Dataset entries
== Segment start ==

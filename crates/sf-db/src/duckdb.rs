//! DuckDB warehouse backend implementation

use crate::error::{DbError, DbResult};
use crate::traits::Warehouse;
use async_trait::async_trait;
use duckdb::types::ValueRef;
use duckdb::Connection;
use sf_core::sql_utils::{escape_sql_string, split_qualified_name};
use sf_core::Dialect;
use std::path::Path;
use std::sync::{Mutex, MutexGuard};

/// Embedded DuckDB warehouse
///
/// One connection guarded by a mutex: statements issued concurrently are
/// serialized, which keeps each one atomic.
pub struct DuckDbBackend {
    conn: Mutex<Connection>,
}

impl DuckDbBackend {
    /// Create a new in-memory DuckDB connection
    pub fn in_memory() -> DbResult<Self> {
        let conn =
            Connection::open_in_memory().map_err(|e| DbError::ConnectionError(e.to_string()))?;
        Ok(Self {
            conn: Mutex::new(conn),
        })
    }

    /// Create a new DuckDB connection from a file path
    pub fn from_path(path: &Path) -> DbResult<Self> {
        let conn = Connection::open(path).map_err(|e| DbError::ConnectionError(e.to_string()))?;
        Ok(Self {
            conn: Mutex::new(conn),
        })
    }

    /// Create from path string (handles :memory: special case)
    pub fn new(path: &str) -> DbResult<Self> {
        if path == ":memory:" {
            Self::in_memory()
        } else {
            Self::from_path(Path::new(path))
        }
    }

    fn lock(&self) -> DbResult<MutexGuard<'_, Connection>> {
        self.conn
            .lock()
            .map_err(|e| DbError::MutexPoisoned(e.to_string()))
    }

    fn execute_sync(&self, sql: &str) -> DbResult<usize> {
        log::debug!("duckdb execute:\n{sql}");
        let conn = self.lock()?;
        conn.execute(sql, []).map_err(DbError::from)
    }

    fn execute_batch_sync(&self, sql: &str) -> DbResult<()> {
        log::debug!("duckdb execute_batch:\n{sql}");
        let conn = self.lock()?;
        conn.execute_batch(sql).map_err(DbError::from)
    }

    fn query_count_sync(&self, sql: &str) -> DbResult<usize> {
        let conn = self.lock()?;
        let count: i64 = conn.query_row(&format!("SELECT COUNT(*) FROM ({})", sql), [], |row| {
            row.get(0)
        })?;
        usize::try_from(count).map_err(|e| DbError::Internal(e.to_string()))
    }

    fn relation_exists_sync(&self, name: &str) -> DbResult<bool> {
        let conn = self.lock()?;
        let (schema, table) = split_qualified_name(name);

        let sql = format!(
            "SELECT COUNT(*) FROM information_schema.tables WHERE table_schema = '{}' AND table_name = '{}'",
            escape_sql_string(schema),
            escape_sql_string(table)
        );

        let count: i64 = conn.query_row(&sql, [], |row| row.get(0))?;
        Ok(count > 0)
    }

    fn query_rows_sync(&self, sql: &str) -> DbResult<Vec<Vec<Option<String>>>> {
        let conn = self.lock()?;
        let mut stmt = conn.prepare(sql)?;
        // column_count() is only valid after execution, so read it per row
        let rows = stmt
            .query_map([], |row| {
                let col_count = row.as_ref().column_count();
                Ok((0..col_count).map(|i| column_as_string(row, i)).collect())
            })?
            .collect::<Result<Vec<_>, _>>()?;
        Ok(rows)
    }
}

/// Read a column value as text.
///
/// Text, floating point and boolean values are matched directly; every
/// integer width goes through `i64`. Timestamps and other types should be
/// `CAST(... AS VARCHAR)` by the query; they come back as `"?"`.
fn column_as_string(row: &duckdb::Row<'_>, idx: usize) -> Option<String> {
    match row.get_ref(idx) {
        Ok(ValueRef::Null) => return None,
        Ok(ValueRef::Text(bytes)) => return Some(String::from_utf8_lossy(bytes).into_owned()),
        Ok(ValueRef::Double(f)) => return Some(f.to_string()),
        Ok(ValueRef::Float(f)) => return Some(f.to_string()),
        Ok(ValueRef::Boolean(b)) => return Some(b.to_string()),
        _ => {}
    }
    if let Ok(n) = row.get::<_, i64>(idx) {
        return Some(n.to_string());
    }
    Some("?".to_string())
}

#[async_trait]
impl Warehouse for DuckDbBackend {
    async fn execute(&self, sql: &str) -> DbResult<usize> {
        self.execute_sync(sql)
    }

    async fn execute_batch(&self, sql: &str) -> DbResult<()> {
        self.execute_batch_sync(sql)
    }

    async fn relation_exists(&self, name: &str) -> DbResult<bool> {
        self.relation_exists_sync(name)
    }

    async fn query_count(&self, sql: &str) -> DbResult<usize> {
        self.query_count_sync(sql)
    }

    async fn query_sample_rows(&self, sql: &str, limit: usize) -> DbResult<Vec<String>> {
        let rows = self.query_rows_sync(&format!("SELECT * FROM ({}) LIMIT {}", sql, limit))?;
        Ok(rows
            .into_iter()
            .map(|row| {
                row.into_iter()
                    .map(|v| v.unwrap_or_else(|| "null".to_string()))
                    .collect::<Vec<_>>()
                    .join(", ")
            })
            .collect())
    }

    async fn query_rows(&self, sql: &str) -> DbResult<Vec<Vec<Option<String>>>> {
        self.query_rows_sync(sql)
    }

    fn dialect(&self) -> Dialect {
        Dialect::DuckDb
    }

    fn db_type(&self) -> &'static str {
        "duckdb"
    }
}

#[cfg(test)]
#[path = "duckdb_test.rs"]
mod tests;
//! Fixtures shared by the pipeline tests: a local "bucket" of JSON files
//! shaped like the production event log and song catalog.

use crate::loader::{Credential, LoadConfig, Source};
use serde_json::{json, Value};
use sf_db::DuckDbBackend;
use std::path::Path;
use std::sync::Arc;
use tempfile::TempDir;

/// Descriptor for the event log, in `StagEvents` column order
pub(crate) const EVENTS_JSONPATHS: &str = r#"{
    "jsonpaths": [
        "$['artist']",
        "$['auth']",
        "$['firstName']",
        "$['gender']",
        "$['itemInSession']",
        "$['lastName']",
        "$['length']",
        "$['level']",
        "$['location']",
        "$['method']",
        "$['page']",
        "$['registration']",
        "$['sessionId']",
        "$['song']",
        "$['status']",
        "$['ts']",
        "$['userAgent']",
        "$['userId']"
    ]
}"#;

/// 2018-11-01 21:05:52 UTC
pub(crate) const TS_NOV_1: i64 = 1_541_106_352_000;
/// 2018-11-05 06:00:00 UTC
pub(crate) const TS_NOV_5: i64 = 1_541_397_600_000;

pub(crate) const ROLE_ARN: &str = "arn:aws:iam::123456789012:role/dwhRole";

/// One `NextSong` event
pub(crate) fn event(
    user_id: Option<i64>,
    first_name: &str,
    level: &str,
    artist: &str,
    song: &str,
    length: f64,
    ts: i64,
) -> Value {
    json!({
        "artist": artist,
        "auth": "Logged In",
        "firstName": first_name,
        "gender": "F",
        "itemInSession": 0,
        "lastName": "Lee",
        "length": length,
        "level": level,
        "location": "Portland, OR",
        "method": "PUT",
        "page": "NextSong",
        "registration": 1540919166796.0,
        "sessionId": 42,
        "song": song,
        "status": 200,
        "ts": ts,
        "userAgent": "Mozilla/5.0",
        // logged-out events carry an empty string rather than null
        "userId": user_id.map(|id| json!(id.to_string())).unwrap_or(json!("")),
    })
}

/// One song catalog document
pub(crate) fn song(song_id: &str, title: &str, artist_id: &str, artist_name: &str, duration: f64) -> Value {
    json!({
        "num_songs": 1,
        "artist_id": artist_id,
        "artist_latitude": 45.5,
        "artist_longitude": -122.6,
        "artist_location": "Portland, OR",
        "artist_name": artist_name,
        "song_id": song_id,
        "title": title,
        "duration": duration,
        "year": 2004,
    })
}

/// Local bucket holding the fixture files
pub(crate) struct Bucket {
    pub(crate) _dir: TempDir,
    pub(crate) config: LoadConfig,
}

/// Write newline-delimited events, one file per song, and the descriptor
pub(crate) fn bucket(events: &[Value], songs: &[Value]) -> Bucket {
    let dir = tempfile::tempdir().unwrap();
    let root = dir.path();

    let log_dir = root.join("log_data");
    std::fs::create_dir_all(&log_dir).unwrap();
    let lines: Vec<String> = events.iter().map(|e| e.to_string()).collect();
    std::fs::write(log_dir.join("2018-11-01-events.json"), lines.join("\n")).unwrap();

    let song_dir = root.join("song_data");
    std::fs::create_dir_all(&song_dir).unwrap();
    for (i, doc) in songs.iter().enumerate() {
        std::fs::write(song_dir.join(format!("song_{i}.json")), doc.to_string()).unwrap();
    }

    let jsonpath = root.join("log_json_path.json");
    std::fs::write(&jsonpath, EVENTS_JSONPATHS).unwrap();

    let config = LoadConfig {
        credential: Credential::iam_role(ROLE_ARN),
        log_data: Source::new(glob(&log_dir)),
        song_data: Source::new(glob(&song_dir)),
        log_jsonpath: jsonpath.display().to_string(),
    };
    Bucket { _dir: dir, config }
}

fn glob(dir: &Path) -> String {
    dir.join("*.json").display().to_string()
}

pub(crate) fn warehouse() -> Arc<DuckDbBackend> {
    Arc::new(DuckDbBackend::in_memory().unwrap())
}
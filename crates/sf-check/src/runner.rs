//! Check execution

use crate::generator::{Check, CheckType};
use serde::Serialize;
use sf_db::Warehouse;
use std::time::{Duration, Instant};

/// Default number of violating rows fetched per failed check
pub const DEFAULT_SAMPLE_LIMIT: usize = 5;

/// Result of a single check execution
#[derive(Debug, Clone, Serialize)]
pub struct CheckResult {
    /// Check name
    pub name: String,

    /// Table checked
    pub table: String,

    /// Column checked, if any
    pub column: Option<String>,

    pub check_type: CheckType,

    /// Whether the check passed
    pub passed: bool,

    /// Number of violating rows (0 if passed)
    pub failure_count: usize,

    /// Sample violating rows as formatted strings
    pub sample_failures: Vec<String>,

    /// Execution time
    #[serde(rename = "duration_ms", serialize_with = "serialize_millis")]
    pub duration: Duration,

    /// Error message if execution failed
    pub error: Option<String>,
}

fn serialize_millis<S: serde::Serializer>(d: &Duration, s: S) -> Result<S::Ok, S::Error> {
    s.serialize_u64(u64::try_from(d.as_millis()).unwrap_or(u64::MAX))
}

impl CheckResult {
    /// Create a passed check result
    pub fn pass(check: &Check, duration: Duration) -> Self {
        Self::new(check, true, 0, Vec::new(), duration, None)
    }

    /// Create a failed check result
    pub fn fail(
        check: &Check,
        failure_count: usize,
        sample_failures: Vec<String>,
        duration: Duration,
    ) -> Self {
        Self::new(check, false, failure_count, sample_failures, duration, None)
    }

    /// Create an error check result
    pub fn error(check: &Check, error: String, duration: Duration) -> Self {
        Self::new(check, false, 0, Vec::new(), duration, Some(error))
    }

    fn new(
        check: &Check,
        passed: bool,
        failure_count: usize,
        sample_failures: Vec<String>,
        duration: Duration,
        error: Option<String>,
    ) -> Self {
        Self {
            name: check.name.clone(),
            table: check.table.clone(),
            column: check.column.clone(),
            check_type: check.check_type,
            passed,
            failure_count,
            sample_failures,
            duration,
            error,
        }
    }
}

/// Summary of a check run
#[derive(Debug, Clone, Serialize)]
pub struct CheckSummary {
    pub total: usize,
    pub passed: usize,
    pub failed: usize,
    pub errors: usize,

    #[serde(rename = "duration_ms", serialize_with = "serialize_millis")]
    pub duration: Duration,
}

impl CheckSummary {
    /// Create a summary from check results
    pub fn from_results(results: &[CheckResult], duration: Duration) -> Self {
        let total = results.len();
        let passed = results.iter().filter(|r| r.passed).count();
        let errors = results.iter().filter(|r| r.error.is_some()).count();
        let failed = results
            .iter()
            .filter(|r| !r.passed && r.error.is_none())
            .count();

        Self {
            total,
            passed,
            failed,
            errors,
            duration,
        }
    }

    /// Check if every check passed
    pub fn all_passed(&self) -> bool {
        self.failed == 0 && self.errors == 0
    }
}

/// Runs checks against a warehouse
pub struct CheckRunner<'a> {
    warehouse: &'a dyn Warehouse,
    sample_limit: usize,
}

impl<'a> CheckRunner<'a> {
    /// Create a new check runner
    pub fn new(warehouse: &'a dyn Warehouse) -> Self {
        Self {
            warehouse,
            sample_limit: DEFAULT_SAMPLE_LIMIT,
        }
    }

    /// Set how many violating rows are fetched per failed check
    pub fn with_sample_limit(mut self, sample_limit: usize) -> Self {
        self.sample_limit = sample_limit;
        self
    }

    /// Run a single check
    pub async fn run_check(&self, check: &Check) -> CheckResult {
        let start = Instant::now();
        log::debug!("Running check {}", check.name);

        match self.warehouse.query_count(&check.sql).await {
            Ok(0) => CheckResult::pass(check, start.elapsed()),
            Ok(count) => {
                let duration = start.elapsed();
                let sample_failures = self
                    .warehouse
                    .query_sample_rows(&check.sql, self.sample_limit)
                    .await
                    .unwrap_or_default();
                log::warn!("Check {} failed: {} violating rows", check.name, count);
                CheckResult::fail(check, count, sample_failures, duration)
            }
            Err(e) => {
                log::warn!("Check {} errored: {}", check.name, e);
                CheckResult::error(check, e.to_string(), start.elapsed())
            }
        }
    }

    /// Run checks in order
    pub async fn run_checks(&self, checks: &[Check]) -> Vec<CheckResult> {
        let mut results = Vec::with_capacity(checks.len());

        for check in checks {
            results.push(self.run_check(check).await);
        }

        results
    }

    /// Run all checks and return summary
    pub async fn run_all(&self, checks: &[Check]) -> (Vec<CheckResult>, CheckSummary) {
        let start = Instant::now();
        let results = self.run_checks(checks).await;
        let summary = CheckSummary::from_results(&results, start.elapsed());

        (results, summary)
    }
}

#[cfg(test)]
#[path = "runner_test.rs"]
mod tests;
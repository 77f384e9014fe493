//! Error types for sf-core

use thiserror::Error;

/// Core error type for Starflow
#[derive(Error, Debug)]
pub enum CoreError {
    /// E001: Configuration file not found
    #[error("[E001] Config file not found: {path}")]
    ConfigNotFound { path: String },

    /// E002: Failed to parse configuration file
    #[error("[E002] Failed to parse config {path}: {source}")]
    ConfigParseError {
        path: String,
        source: serde_yaml::Error,
    },

    /// E003: Invalid configuration value
    #[error("[E003] Invalid config: {message}")]
    ConfigInvalid { message: String },

    /// E004: Unknown target
    #[error("[E004] Target '{name}' not found. Available targets: {available}")]
    TargetNotFound { name: String, available: String },

    /// E005: IO error with file path context
    #[error("[E005] Failed to read '{path}': {source}")]
    IoWithPath {
        path: String,
        source: std::io::Error,
    },
}

/// Result type alias for CoreError
pub type CoreResult<T> = Result<T, CoreError>;
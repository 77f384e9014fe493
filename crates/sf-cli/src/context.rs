//! Runtime context for CLI commands

use anyhow::{Context, Result};
use sf_core::{Config, DbType};
use sf_db::{DuckDbBackend, Warehouse};
use sf_pipeline::{LoadConfig, Pipeline};
use std::path::{Path, PathBuf};
use std::sync::Arc;

use crate::cli::GlobalArgs;

/// Load the project configuration named by the global arguments
pub(crate) fn load_config(args: &GlobalArgs) -> Result<Config> {
    match &args.config {
        Some(config_path) => {
            Config::load(Path::new(config_path)).context("Failed to load configuration file")
        }
        None => Config::load_from_dir(Path::new(&args.project_dir))
            .context("Failed to load project configuration"),
    }
}

/// Directory that relative paths in the configuration are resolved against:
/// the config file's directory when `--config` is given, else the project dir
pub(crate) fn project_root(args: &GlobalArgs) -> PathBuf {
    match &args.config {
        Some(config_path) => Path::new(config_path)
            .parent()
            .filter(|dir| !dir.as_os_str().is_empty())
            .map(Path::to_path_buf)
            .unwrap_or_else(|| PathBuf::from(".")),
        None => PathBuf::from(&args.project_dir),
    }
}

/// Configuration plus an open warehouse connection
pub(crate) struct RuntimeContext {
    pub(crate) config: Config,
    pub(crate) target: Option<String>,
    /// Directory relative paths in `config` resolve against
    pub(crate) root: PathBuf,
    pub(crate) warehouse: Arc<dyn Warehouse>,
}

impl RuntimeContext {
    /// Load configuration and connect to the target's warehouse
    pub(crate) fn new(args: &GlobalArgs) -> Result<Self> {
        let config = load_config(args)?;
        let target = Config::resolve_target(args.target.as_deref());
        let root = project_root(args);
        let db_config = config
            .get_database_config(target.as_deref())
            .context("Failed to resolve database configuration")?;
        let db_path = db_config.path_absolute(&root);

        let warehouse: Arc<dyn Warehouse> = match db_config.db_type {
            DbType::DuckDb => {
                Arc::new(DuckDbBackend::new(&db_path).context("Failed to connect to database")?)
            }
        };
        log::debug!(
            "Connected to {} at {} (target: {})",
            warehouse.db_type(),
            db_path,
            target.as_deref().unwrap_or("default")
        );

        Ok(Self {
            config,
            target,
            root,
            warehouse,
        })
    }

    pub(crate) fn load_config(&self) -> Result<LoadConfig> {
        let load_config = LoadConfig::from_config(&self.config, self.target.as_deref())
            .context("Failed to resolve load configuration")?;
        Ok(load_config.anchored(&self.root))
    }

    pub(crate) fn pipeline(&self) -> Result<Pipeline> {
        Ok(
            Pipeline::new(Arc::clone(&self.warehouse), self.load_config()?)
                .with_name(&self.config.name),
        )
    }
}

#[cfg(test)]
#[path = "context_test.rs"]
mod tests;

== Segment end ==

Go line by line through the records and copy those that contain the word "ValueRef".

▶ [Result for this exercise]:
use duckdb::types::ValueRef;
        Ok(ValueRef::Null) => return None,
        Ok(ValueRef::Text(bytes)) => return Some(String::from_utf8_lossy(bytes).into_owned()),
        Ok(ValueRef::Double(f)) => return Some(f.to_string()),
        Ok(ValueRef::Float(f)) => return Some(f.to_string()),
        Ok(ValueRef::Boolean(b)) => return Some(b.to_string()),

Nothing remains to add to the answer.